We’ve all heard of the expression ‘gone fishing,’ but have you ever taken the notion seriously?
It may come as a surprise to learn fishing is something actor Dwayne Johnson – aka The Rock – does when he needs to “decompress,” and “take mental inventory,” rather than performing one of his epic workout sessions in the gym.
And with more of us wanting to exercise in the fresh air, unwind and take time out for ourselves, fishing could be a great hobby if you want to practice a little “self care”.
Here’s why it’s good for the mind and body…
While you might picture yourself on a quiet riverbank, once you start reeling in that prize catch of the day, you’re seriously working your upper body. Winding in even small fish takes a certain amount of strength, and if you wade out into the water, you’re working your leg muscles too; even balancing yourself is good for your core. Not to mention the brisk walk to find your perfect spot. Exercising without realising it = ideal.
One of the best benefits of being outdoors is breathing in all that fresh air. With higher levels of oxygen pumping through your blood, you can feel more energised. Plus, oxygen is thought to help promote the production of serotonin, which can help make you feel happier, calmer and less anxious, leaving your mind free to focus on the fish.

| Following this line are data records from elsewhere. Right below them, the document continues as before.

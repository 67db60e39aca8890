use ratatui::{
    prelude::*,
    widgets::{Block, BorderType, Borders, Clear, Paragraph, Wrap},
};

use crate::app::App;
use crate::components::{Arrangement, GameOverChoice, Round, RoundPhase, TileLayout};
use crate::config::{Config, DisplayConfig};
use crate::game::MAX_WRONG_ANSWERS;
use crate::menu;
use crate::menu_types::MenuState;
use crate::puzzle::Direction as OrderDirection;
use crate::session::{Session, SessionController};

// Minimum terminal size for the game screen
pub const MIN_WIDTH: u16 = 48;
pub const MIN_HEIGHT: u16 = 20;

const TILE_HEIGHT: u16 = 3;

pub fn render(f: &mut Frame, app: &mut App) {
    if app.menu.state != MenuState::Game {
        menu::render_menu(f, &app.menu);
        return;
    }

    // Check if the terminal is too small to render the game properly
    if f.area().width < MIN_WIDTH || f.area().height < MIN_HEIGHT {
        let warning_text = Paragraph::new(
            "Terminal too small!\nPlease resize your terminal\nto continue playing.",
        )
        .alignment(Alignment::Center)
        .block(Block::default().borders(Borders::ALL).title("Number Order"));
        f.render_widget(warning_text, centered_rect(50, 30, f.area()));
        app.world.insert_resource(TileLayout::default());
        return;
    }

    let config = Config::current();
    let round = app.world.resource::<Round>().clone();
    let arrangement = app.world.resource::<Arrangement>().clone();
    let (session, direction) = {
        let controller = app.world.resource::<SessionController>();
        (
            controller.session(),
            controller.puzzle().map(crate::puzzle::Puzzle::direction),
        )
    };

    let layout = Layout::default()
        .direction(Direction::Vertical)
        .constraints([
            Constraint::Length(3), // Header
            Constraint::Min(12),   // Question
            Constraint::Length(3), // Progress
            Constraint::Length(1), // Controls
        ])
        .split(f.area());

    render_header(f, layout[0], &session, &config);

    let tile_layout = match (round.phase, direction) {
        (RoundPhase::Countdown { remaining, .. }, _) => {
            render_countdown(f, layout[1], remaining);
            TileLayout::default()
        }
        (_, Some(direction)) => {
            render_question(f, layout[1], &round, &arrangement, direction, &config)
        }
        (_, None) => TileLayout::default(),
    };
    app.world.insert_resource(tile_layout);

    let feedback_showing = matches!(
        round.phase,
        RoundPhase::AwaitingDelay { .. } | RoundPhase::Transitioning
    );
    render_progress(f, layout[2], &session, feedback_showing, &config);

    let controls = Paragraph::new(
        "←/→: Move   Space: Pick up/drop   Mouse: Drag   Enter: Check   Esc: Home   Q: Quit",
    )
    .alignment(Alignment::Center)
    .style(Style::default().fg(Color::DarkGray));
    f.render_widget(controls, layout[3]);

    if round.phase == RoundPhase::GameOver {
        render_game_over(f, &session, round.game_over_choice);
    }
}

fn render_header(f: &mut Frame, area: Rect, session: &Session, config: &Config) {
    let accent: Color = config.display.accent_color.into();
    let block = Block::default().borders(Borders::BOTTOM);
    let inner = block.inner(area);
    f.render_widget(block, area);

    let columns = Layout::default()
        .direction(Direction::Horizontal)
        .constraints([
            Constraint::Percentage(30),
            Constraint::Percentage(40),
            Constraint::Percentage(30),
        ])
        .split(inner);

    let lives = format!(
        "{}{}",
        "♥".repeat(session.strikes_left() as usize),
        "♡".repeat((MAX_WRONG_ANSWERS - session.strikes_left()) as usize)
    );
    f.render_widget(
        Paragraph::new(lives).style(Style::default().fg(Color::Red)),
        columns[0],
    );

    let level = Paragraph::new(format!("Level {}", session.level))
        .alignment(Alignment::Center)
        .style(Style::default().fg(accent).add_modifier(Modifier::BOLD));
    f.render_widget(level, columns[1]);

    let score = Paragraph::new(format!("{} ★", session.score))
        .alignment(Alignment::Right)
        .style(Style::default().fg(Color::Yellow).add_modifier(Modifier::BOLD));
    f.render_widget(score, columns[2]);
}

fn render_countdown(f: &mut Frame, area: Rect, remaining: u32) {
    let text = Text::from(vec![
        Line::from(Span::styled(
            "Get Ready!",
            Style::default().add_modifier(Modifier::BOLD),
        )),
        Line::from(""),
        Line::from(Span::styled(
            remaining.max(1).to_string(),
            Style::default()
                .fg(Color::Yellow)
                .add_modifier(Modifier::BOLD),
        )),
        Line::from(""),
        Line::from("You will need to put the numbers in the right order!"),
    ]);
    let countdown = Paragraph::new(text)
        .alignment(Alignment::Center)
        .wrap(Wrap { trim: true });
    f.render_widget(countdown, centered_rect(80, 60, area));
}

fn render_question(
    f: &mut Frame,
    area: Rect,
    round: &Round,
    arrangement: &Arrangement,
    direction: OrderDirection,
    config: &Config,
) -> TileLayout {
    let rows = Layout::default()
        .direction(Direction::Vertical)
        .constraints([
            Constraint::Length(2),           // Instruction
            Constraint::Length(2),           // Direction
            Constraint::Length(TILE_HEIGHT), // Tiles
            Constraint::Length(1),           // Spacing
            Constraint::Length(3),           // Status button
            Constraint::Min(1),              // Hint
        ])
        .split(area);

    let instruction = Paragraph::new(format!("Arrange the numbers in {direction} order"))
        .alignment(Alignment::Center)
        .style(Style::default().add_modifier(Modifier::BOLD));
    f.render_widget(instruction, rows[0]);

    let arrow = match direction {
        OrderDirection::Ascending => "↗",
        OrderDirection::Descending => "↘",
    };
    let describe = Paragraph::new(format!("{arrow} {}", direction.describe()))
        .alignment(Alignment::Center)
        .style(Style::default().fg(config.display.accent_color.into()));
    f.render_widget(describe, rows[1]);

    let tile_layout = render_tiles(f, rows[2], round, arrangement, &config.display);

    let (label, color): (&str, Color) = match round.feedback {
        Some(feedback) if feedback.correct => ("Correct!", config.display.correct_color.into()),
        Some(_) => ("Try Again!", config.display.wrong_color.into()),
        None => ("Check Order", config.display.accent_color.into()),
    };
    let button = Paragraph::new(label)
        .alignment(Alignment::Center)
        .style(Style::default().fg(color).add_modifier(Modifier::BOLD))
        .block(
            Block::default()
                .borders(Borders::ALL)
                .border_type(BorderType::Rounded)
                .border_style(Style::default().fg(color)),
        );
    f.render_widget(button, centered_rect(40, 100, rows[4]));

    if config.gameplay.show_hints {
        let hint = Paragraph::new(hint_text(direction))
            .alignment(Alignment::Center)
            .style(Style::default().fg(Color::Gray).add_modifier(Modifier::ITALIC))
            .wrap(Wrap { trim: true });
        f.render_widget(hint, rows[5]);
    }

    tile_layout
}

#[must_use]
pub fn hint_text(direction: OrderDirection) -> &'static str {
    match direction {
        OrderDirection::Ascending => "Tip: Drag to arrange from smallest to largest",
        OrderDirection::Descending => "Tip: Drag to arrange from largest to smallest",
    }
}

pub(crate) fn render_tiles(
    f: &mut Frame,
    area: Rect,
    round: &Round,
    arrangement: &Arrangement,
    display: &DisplayConfig,
) -> TileLayout {
    let item_width = display.item_width();
    let count = u16::try_from(arrangement.len()).unwrap_or(u16::MAX);
    let row_width = item_width.saturating_mul(count);
    let origin_x = area.x + area.width.saturating_sub(row_width) / 2;

    let feedback_color: Option<Color> = round.feedback.map(|feedback| {
        if feedback.correct {
            display.correct_color.into()
        } else {
            display.wrong_color.into()
        }
    });
    let accent: Color = display.accent_color.into();

    for (index, value) in arrangement.order.iter().enumerate() {
        let offset = u16::try_from(index).unwrap_or(u16::MAX);
        let x = origin_x
            .saturating_add(offset.saturating_mul(item_width))
            .saturating_add(display.tile_margin);
        let tile_area = Rect::new(x, area.y, display.tile_width, TILE_HEIGHT).intersection(area);
        if tile_area.is_empty() {
            continue;
        }

        let is_cursor = round.accepts_moves() && index == arrangement.cursor;
        let is_held = arrangement.held == Some(index);

        let mut style = Style::default().add_modifier(Modifier::BOLD);
        let mut border_style = Style::default();
        if let Some(color) = feedback_color {
            style = style.fg(Color::Black).bg(color);
            border_style = border_style.fg(color);
        } else if is_held {
            style = style.fg(Color::Black).bg(accent);
            border_style = border_style.fg(accent);
        } else if is_cursor {
            border_style = border_style.fg(accent);
        }

        let tile = Paragraph::new(value.to_string())
            .alignment(Alignment::Center)
            .style(style)
            .block(
                Block::default()
                    .borders(Borders::ALL)
                    .border_type(if is_cursor {
                        BorderType::Thick
                    } else {
                        BorderType::Rounded
                    })
                    .border_style(border_style),
            );
        f.render_widget(tile, tile_area);
    }

    TileLayout {
        origin_x,
        y: area.y,
        height: TILE_HEIGHT,
        tile_width: display.tile_width,
        item_width,
        count: arrangement.len(),
    }
}

fn render_progress(
    f: &mut Frame,
    area: Rect,
    session: &Session,
    feedback_showing: bool,
    config: &Config,
) {
    let bar_color = if feedback_showing {
        config.display.accent_color.into()
    } else {
        Color::DarkGray
    };

    let rows = Layout::default()
        .direction(Direction::Vertical)
        .constraints([Constraint::Length(1), Constraint::Length(1)])
        .split(centered_rect(60, 100, area));

    let bar = Paragraph::new("━".repeat(usize::from(rows[0].width)))
        .style(Style::default().fg(bar_color));
    f.render_widget(bar, rows[0]);

    let questions = Paragraph::new(format!("{} Questions", session.questions_answered))
        .alignment(Alignment::Center);
    f.render_widget(questions, rows[1]);
}

fn render_game_over(f: &mut Frame, session: &Session, choice: GameOverChoice) {
    let area = centered_rect(50, 40, f.area());
    f.render_widget(Clear, area);

    let selected = Style::default().add_modifier(Modifier::REVERSED);
    let (try_again_style, home_style) = match choice {
        GameOverChoice::TryAgain => (selected, Style::default()),
        GameOverChoice::Home => (Style::default(), selected),
    };

    let text = Text::from(vec![
        Line::from(""),
        Line::from(Span::styled(
            "Game Over!",
            Style::default().fg(Color::Red).add_modifier(Modifier::BOLD),
        )),
        Line::from(""),
        Line::from(format!("Your score: {}", session.score)),
        Line::from(""),
        Line::from(vec![
            Span::styled(" Try Again ", try_again_style),
            Span::raw("   "),
            Span::styled(" Home ", home_style),
        ]),
    ]);

    let popup = Paragraph::new(text)
        .alignment(Alignment::Center)
        .block(Block::default().borders(Borders::ALL).title("Number Order"));
    f.render_widget(popup, area);
}

/// Helper function to create a centered rect using up certain percentage of the available rect
#[must_use]
pub fn centered_rect(percent_x: u16, percent_y: u16, r: Rect) -> Rect {
    let popup_layout = Layout::default()
        .direction(Direction::Vertical)
        .constraints([
            Constraint::Percentage((100 - percent_y) / 2),
            Constraint::Percentage(percent_y),
            Constraint::Percentage((100 - percent_y) / 2),
        ])
        .split(r);

    Layout::default()
        .direction(Direction::Horizontal)
        .constraints([
            Constraint::Percentage((100 - percent_x) / 2),
            Constraint::Percentage(percent_x),
            Constraint::Percentage((100 - percent_x) / 2),
        ])
        .split(popup_layout[1])[1]
}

With feeling the sun on your face comes a healthy dose of vitamin D. Not only does it help boost your immune system, but blue skies or grey, vitamin D helps you regulate the amount of calcium in your body (vital for healthy bones and teeth). More than that, the ‘sunshine vitamin’ has been linked to fighting depression, so by just sitting on a fishing pier you’re likely doing yourself a world of good.
Just being close to water is a win-win. Research suggests being near water, in water or on water helps lower stress, improves our wellbeing, lowers our heart rate and soothes the soul. And just imagine how passionate you’d become about fishing if you were to reel in a pike (said to be the ideal fish to start with as a beginner).